Saya kerap kali berkunjung ke rumahnya. Disamping untuk mengusir penat karena rutinitas sehari-hari, juga karena kesamaan profesi dan minat. Agaknya membuat kami cukup ngeklik. Istilah kerennya satu frekuensi.
Selalu ada saja hal menarik saat saya berbincang dengannya. Mulai dari urusan pekerjaan sampai dengan masalah pribadi juga kerap kami diskusikan. Apalagi jika diskusi sudah merembet ke dunia pekerjaan.
Jadilah obrolan kami ini mirip seperti podcast abal-abal. Saya katakan abal-abal karena obrolan kami lakukan secara sersan (serius tapi santai). Ada proses berdialog, berpikir, berargumen dan berdialektika. Namun tentu tidak pernah disiarkan di berbagai sosial media. Namanya saja abal-abal alias asal-asalan. Berbagai masalah kerap kami bicarakan bertiga dengan kritis dan guyon.
Ada canda tawa di sela keseriusan obrolan kami. Tak jarang juga menertawakan diri sendiri. Pokoknya asyik saja kalau ngobrol dan diskusi bersama mereka.
Pada hari itu teman saya si tuan rumah bercerita bahwa belum lama dia mendapatkan hadiah. Sebuah pemberian dari salah satu walimurid berupa tas.
Dia bercerita walimurid tersebut merasa senang dan bersyukur lantaran anaknya yang dulu saat kelas 1 sama sekali belum bisa membaca dan menulis, setelah duduk di kelas 2 anaknya mengalami perkembangan baca tulis yang cukup signifikan. Alias sudah bisa membaca dan menulis dengan lancar. Karena begitu bahagianya maka walimurid ini memberikan hadiah kepada sang guru sebagai bentuk rasa terimakasihnya.
Karena penasaran maka saya tanya. Bagaimana cara teman saya ini dalam mengajari siswanya tadi. Sampai yang tadinya sama sekali belum bisa membaca dan menulis setelah naik kelas ke kelas 3 sudah dapat membaca dan menulis dengan lancar.
Panjang lebar dia ceritakan. Intinya dia melakukan pendampingan dan bimbingan individu secara intensif khususnya dalam hal baca tulis saat jam istirahat. Dia melakukan identifikasi terhadap siswanya di kelas 2 yang belum bisa membaca dan menulis untuk dia berikan treatmen khusus pada saat jam istirahat.

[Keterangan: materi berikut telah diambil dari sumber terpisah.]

//! # Generator Configuration
//!
//! All tunable values of a dataset run live here: scene geometry, glyph
//! style, and dataset output. Defaults reproduce the canonical dataset
//! (224 px canvas, 7000 samples, light radius 40, pendulum length 30,
//! written to `./dataset`).
//!
//! ## Configuration Categories
//!
//! - **Scene Config**: canvas size and the physical constants of the scene
//! - **Style Config**: glyph colors and sizes used by the rasterizer
//! - **Dataset Config**: output location, sample count, sampling ranges, seed

use serde::{Serialize, Deserialize};
use std::path::PathBuf;

use crate::foundation::math::constants::FRAC_PI_4;

// Re-export the file-format layer for convenience
pub use crate::config::{Config, ConfigError};

/// Distance in pixels between the ground line and the bottom canvas edge
pub const GROUND_MARGIN: u32 = 2;

/// Smallest canvas the renderer accepts
pub const MIN_CANVAS_SIZE: u32 = 8;

/// RGB color triple
pub type Rgb = [u8; 3];

/// # Scene Configuration
///
/// Geometry constants of the pendulum scene, in pixels.
#[derive(Debug, Clone, PartialEq, Serialize, Deserialize)]
#[serde(default)]
pub struct SceneConfig {
    /// Side length `S` of the square canvas
    pub canvas_size: u32,
    /// Light radius `R`: the light sits `R` above the pivot and moves within `±R` horizontally
    pub light_radius: f64,
    /// Pendulum rod length `L`
    pub pendulum_length: f64,
    /// Truncate the light x and tip coordinates to whole pixels before drawing and projecting
    pub snap_to_pixels: bool,
}

impl SceneConfig {
    /// Canvas center `C = (S/2, S/2)`, using integer division
    pub fn center(&self) -> f64 {
        f64::from(self.canvas_size / 2)
    }

    /// y-coordinate of the ground line shadows are projected onto
    pub fn ground_y(&self) -> f64 {
        f64::from(self.canvas_size.saturating_sub(GROUND_MARGIN))
    }

    /// Largest x-coordinate a shadow point may take after clamping
    pub fn max_shadow_x(&self) -> f64 {
        self.ground_y()
    }

    /// Check that the scene fits inside the canvas
    pub fn validate(&self) -> Result<(), ConfigError> {
        if self.canvas_size < MIN_CANVAS_SIZE {
            return Err(ConfigError::Invalid(format!(
                "canvas_size {} is below the minimum of {}",
                self.canvas_size, MIN_CANVAS_SIZE
            )));
        }
        if !self.light_radius.is_finite() || self.light_radius < 0.0 {
            return Err(ConfigError::Invalid(format!(
                "light_radius must be finite and non-negative, got {}",
                self.light_radius
            )));
        }
        if !self.pendulum_length.is_finite() || self.pendulum_length <= 0.0 {
            return Err(ConfigError::Invalid(format!(
                "pendulum_length must be finite and positive, got {}",
                self.pendulum_length
            )));
        }

        let center = self.center();
        let last_pixel = f64::from(self.canvas_size - 1);
        if center - self.light_radius < 0.0 || center + self.light_radius > last_pixel {
            return Err(ConfigError::Invalid(format!(
                "light_radius {} places the light outside a {}px canvas",
                self.light_radius, self.canvas_size
            )));
        }
        if center + self.pendulum_length >= self.ground_y() {
            return Err(ConfigError::Invalid(format!(
                "pendulum_length {} reaches the ground line of a {}px canvas",
                self.pendulum_length, self.canvas_size
            )));
        }
        Ok(())
    }
}

impl Default for SceneConfig {
    fn default() -> Self {
        Self {
            canvas_size: 224,
            light_radius: 40.0,
            pendulum_length: 30.0,
            snap_to_pixels: true,
        }
    }
}

/// # Style Configuration
///
/// Colors and glyph sizes for the rendered scene.
#[derive(Debug, Clone, PartialEq, Serialize, Deserialize)]
#[serde(default)]
pub struct StyleConfig {
    /// Canvas fill color
    pub background: Rgb,
    /// Light glyph color
    pub light_color: Rgb,
    /// Light glyph disc radius
    pub light_glyph_radius: f64,
    /// Rod color
    pub rod_color: Rgb,
    /// Rod stroke width
    pub rod_width: f64,
    /// Bob color
    pub bob_color: Rgb,
    /// Bob disc radius
    pub bob_radius: f64,
    /// Shadow color
    pub shadow_color: Rgb,
    /// Shadow stroke width
    pub shadow_width: f64,
}

impl StyleConfig {
    /// The shadow must stay distinguishable from the rod and the bob
    pub fn validate(&self) -> Result<(), ConfigError> {
        if self.shadow_color == self.rod_color || self.shadow_color == self.bob_color {
            return Err(ConfigError::Invalid(
                "shadow_color must differ from rod_color and bob_color".to_string(),
            ));
        }
        let sizes = [
            ("light_glyph_radius", self.light_glyph_radius),
            ("rod_width", self.rod_width),
            ("bob_radius", self.bob_radius),
            ("shadow_width", self.shadow_width),
        ];
        for (name, value) in sizes {
            if !value.is_finite() || value < 0.0 {
                return Err(ConfigError::Invalid(format!(
                    "{name} must be finite and non-negative, got {value}"
                )));
            }
        }
        Ok(())
    }
}

impl Default for StyleConfig {
    fn default() -> Self {
        Self {
            background: [255, 255, 255],
            light_color: [255, 200, 0],
            light_glyph_radius: 3.0,
            rod_color: [0, 0, 0],
            rod_width: 2.0,
            bob_color: [255, 0, 0],
            bob_radius: 2.0,
            shadow_color: [100, 100, 100],
            shadow_width: 2.0,
        }
    }
}

/// # Dataset Configuration
///
/// Where samples go, how many there are, and how scene angles are drawn.
#[derive(Debug, Clone, PartialEq, Serialize, Deserialize)]
#[serde(default)]
pub struct DatasetConfig {
    /// Directory receiving the images and the label table
    pub output_dir: PathBuf,
    /// Number of samples to generate
    pub sample_count: usize,
    /// Lower bound of the uniform angle range (radians)
    pub angle_min: f64,
    /// Upper bound of the uniform angle range (radians)
    pub angle_max: f64,
    /// RNG seed; `None` draws one from the operating system
    pub seed: Option<u64>,
    /// Image filename prefix, followed by a zero-padded index
    pub filename_prefix: String,
    /// Label table filename inside `output_dir`
    pub label_file: String,
    /// Log progress every this many samples (0 disables progress logs)
    pub progress_interval: usize,
}

impl DatasetConfig {
    /// Filename of the image for sample `index`
    pub fn image_filename(&self, index: usize) -> String {
        format!("{}_{:05}.png", self.filename_prefix, index)
    }

    /// Full path of the label table
    pub fn label_path(&self) -> PathBuf {
        self.output_dir.join(&self.label_file)
    }

    /// Check ranges and names
    pub fn validate(&self) -> Result<(), ConfigError> {
        if self.sample_count == 0 {
            return Err(ConfigError::Invalid("sample_count must be at least 1".to_string()));
        }
        if !self.angle_min.is_finite() || !self.angle_max.is_finite() || self.angle_min >= self.angle_max {
            return Err(ConfigError::Invalid(format!(
                "angle range [{}, {}) is empty or not finite",
                self.angle_min, self.angle_max
            )));
        }
        if !(self.angle_max - self.angle_min).is_finite() {
            return Err(ConfigError::Invalid(format!(
                "angle range [{}, {}) is too wide to sample",
                self.angle_min, self.angle_max
            )));
        }
        if self.filename_prefix.is_empty() || self.filename_prefix.contains(['/', '\\']) {
            return Err(ConfigError::Invalid(format!(
                "filename_prefix {:?} must be a non-empty plain file name",
                self.filename_prefix
            )));
        }
        if self.label_file.is_empty() || self.label_file.contains(['/', '\\']) {
            return Err(ConfigError::Invalid(format!(
                "label_file {:?} must be a plain file name",
                self.label_file
            )));
        }
        Ok(())
    }
}

impl Default for DatasetConfig {
    fn default() -> Self {
        Self {
            output_dir: PathBuf::from("./dataset"),
            sample_count: 7000,
            angle_min: -FRAC_PI_4,
            angle_max: FRAC_PI_4,
            seed: None,
            filename_prefix: "pendulum".to_string(),
            label_file: "labels.csv".to_string(),
            progress_interval: 500,
        }
    }
}

/// # Generator Configuration
///
/// Top-level configuration for a dataset run.
///
/// ```toml
/// [scene]
/// canvas_size = 224
///
/// [dataset]
/// output_dir = "./dataset"
/// sample_count = 100
/// seed = 7
/// ```
#[derive(Debug, Clone, Default, PartialEq, Serialize, Deserialize)]
#[serde(default)]
pub struct GeneratorConfig {
    /// Scene geometry
    pub scene: SceneConfig,
    /// Glyph style
    pub style: StyleConfig,
    /// Dataset output
    pub dataset: DatasetConfig,
}

impl GeneratorConfig {
    /// Set the output directory
    pub fn with_output_dir(mut self, dir: impl Into<PathBuf>) -> Self {
        self.dataset.output_dir = dir.into();
        self
    }

    /// Set the number of samples
    pub fn with_sample_count(mut self, count: usize) -> Self {
        self.dataset.sample_count = count;
        self
    }

    /// Set the RNG seed
    pub fn with_seed(mut self, seed: u64) -> Self {
        self.dataset.seed = Some(seed);
        self
    }

    /// Validate every section
    pub fn validate(&self) -> Result<(), ConfigError> {
        self.scene.validate()?;
        self.style.validate()?;
        self.dataset.validate()
    }
}

impl Config for GeneratorConfig {}

#[cfg(test)]
mod tests {
    use super::*;

    #[test]
    fn test_defaults_are_canonical() {
        let config = GeneratorConfig::default();
        assert_eq!(config.scene.canvas_size, 224);
        assert_eq!(config.scene.light_radius, 40.0);
        assert_eq!(config.scene.pendulum_length, 30.0);
        assert_eq!(config.dataset.sample_count, 7000);
        assert_eq!(config.dataset.output_dir, PathBuf::from("./dataset"));
        assert!(config.validate().is_ok());
    }

    #[test]
    fn test_derived_scene_lines() {
        let scene = SceneConfig::default();
        assert_eq!(scene.center(), 112.0);
        assert_eq!(scene.ground_y(), 222.0);

        let odd = SceneConfig { canvas_size: 225, ..SceneConfig::default() };
        assert_eq!(odd.center(), 112.0);
    }

    #[test]
    fn test_image_filename_is_zero_padded() {
        let dataset = DatasetConfig::default();
        assert_eq!(dataset.image_filename(0), "pendulum_00000.png");
        assert_eq!(dataset.image_filename(6999), "pendulum_06999.png");
    }

    #[test]
    fn test_rejects_tiny_canvas() {
        let scene = SceneConfig { canvas_size: 4, ..SceneConfig::default() };
        assert!(matches!(scene.validate(), Err(ConfigError::Invalid(_))));
    }

    #[test]
    fn test_rejects_light_outside_canvas() {
        let scene = SceneConfig { canvas_size: 64, light_radius: 40.0, pendulum_length: 10.0, ..SceneConfig::default() };
        assert!(matches!(scene.validate(), Err(ConfigError::Invalid(_))));
    }

    #[test]
    fn test_rejects_pendulum_through_ground() {
        let scene = SceneConfig { pendulum_length: 200.0, ..SceneConfig::default() };
        assert!(matches!(scene.validate(), Err(ConfigError::Invalid(_))));
    }

    #[test]
    fn test_rejects_empty_angle_range() {
        let dataset = DatasetConfig { angle_min: 0.5, angle_max: 0.5, ..DatasetConfig::default() };
        assert!(dataset.validate().is_err());
    }

    #[test]
    fn test_rejects_angle_range_wider_than_f64() {
        let dataset = DatasetConfig { angle_min: -1e308, angle_max: 1e308, ..DatasetConfig::default() };
        let err = dataset.validate().unwrap_err();
        assert!(err.to_string().contains("too wide"));
    }

    #[test]
    fn test_accepts_prefix_with_comma() {
        let dataset = DatasetConfig { filename_prefix: "run,a".to_string(), ..DatasetConfig::default() };
        assert!(dataset.validate().is_ok());

        let dataset = DatasetConfig { filename_prefix: "a/b".to_string(), ..DatasetConfig::default() };
        assert!(dataset.validate().is_err());
    }

    #[test]
    fn test_rejects_shadow_colored_like_rod() {
        let style = StyleConfig { shadow_color: [0, 0, 0], ..StyleConfig::default() };
        assert!(style.validate().is_err());
    }

    #[test]
    fn test_toml_roundtrip_through_file() {
        let dir = tempfile::tempdir().unwrap();
        let path = dir.path().join("generator.toml");
        let config = GeneratorConfig::default()
            .with_sample_count(12)
            .with_seed(99);

        config.save_to_file(&path).unwrap();
        let loaded = GeneratorConfig::load_from_file(&path).unwrap();
        assert_eq!(loaded, config);
    }

    #[test]
    fn test_ron_roundtrip_through_file() {
        let dir = tempfile::tempdir().unwrap();
        let path = dir.path().join("generator.ron");
        let config = GeneratorConfig::default().with_output_dir("out/ron");

        config.save_to_file(&path).unwrap();
        let loaded = GeneratorConfig::load_from_file(&path).unwrap();
        assert_eq!(loaded, config);
    }

    #[test]
    fn test_partial_toml_fills_defaults() {
        let dir = tempfile::tempdir().unwrap();
        let path = dir.path().join("partial.toml");
        std::fs::write(&path, "[dataset]\nsample_count = 3\n").unwrap();

        let loaded = GeneratorConfig::load_from_file(&path).unwrap();
        assert_eq!(loaded.dataset.sample_count, 3);
        assert_eq!(loaded.scene, SceneConfig::default());
    }

    #[test]
    fn test_unsupported_extension() {
        let result = GeneratorConfig::default().save_to_file("config.yaml");
        assert!(matches!(result, Err(ConfigError::UnsupportedFormat(_))));
    }

    #[test]
    fn test_missing_file_falls_back_to_defaults() {
        let dir = tempfile::tempdir().unwrap();
        let loaded = GeneratorConfig::load_or_default(dir.path().join("absent.toml")).unwrap();
        assert_eq!(loaded, GeneratorConfig::default());
    }
}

Saya kembali tanya mengapa tidak pada saat jam pulang saja? teman saya menjelaskan jika saat jam pulang para siswa tadi juga ingin ikut pulang bersama teman yang lain. Jadi dia ambil inisiatif menggunakan waktu jam istirahat untuk membimbing beberapa siswanya yang belum lancar membaca dan menulis.
Sambil sesekali makan jajan tidak masalah. Yang penting latihan baca tulisnya tetep jalan. Anak malah merasa lebih enjoy latihan membaca dan menulis sembari sesekali makan jajannya. Begitu ungkapnya pada saya.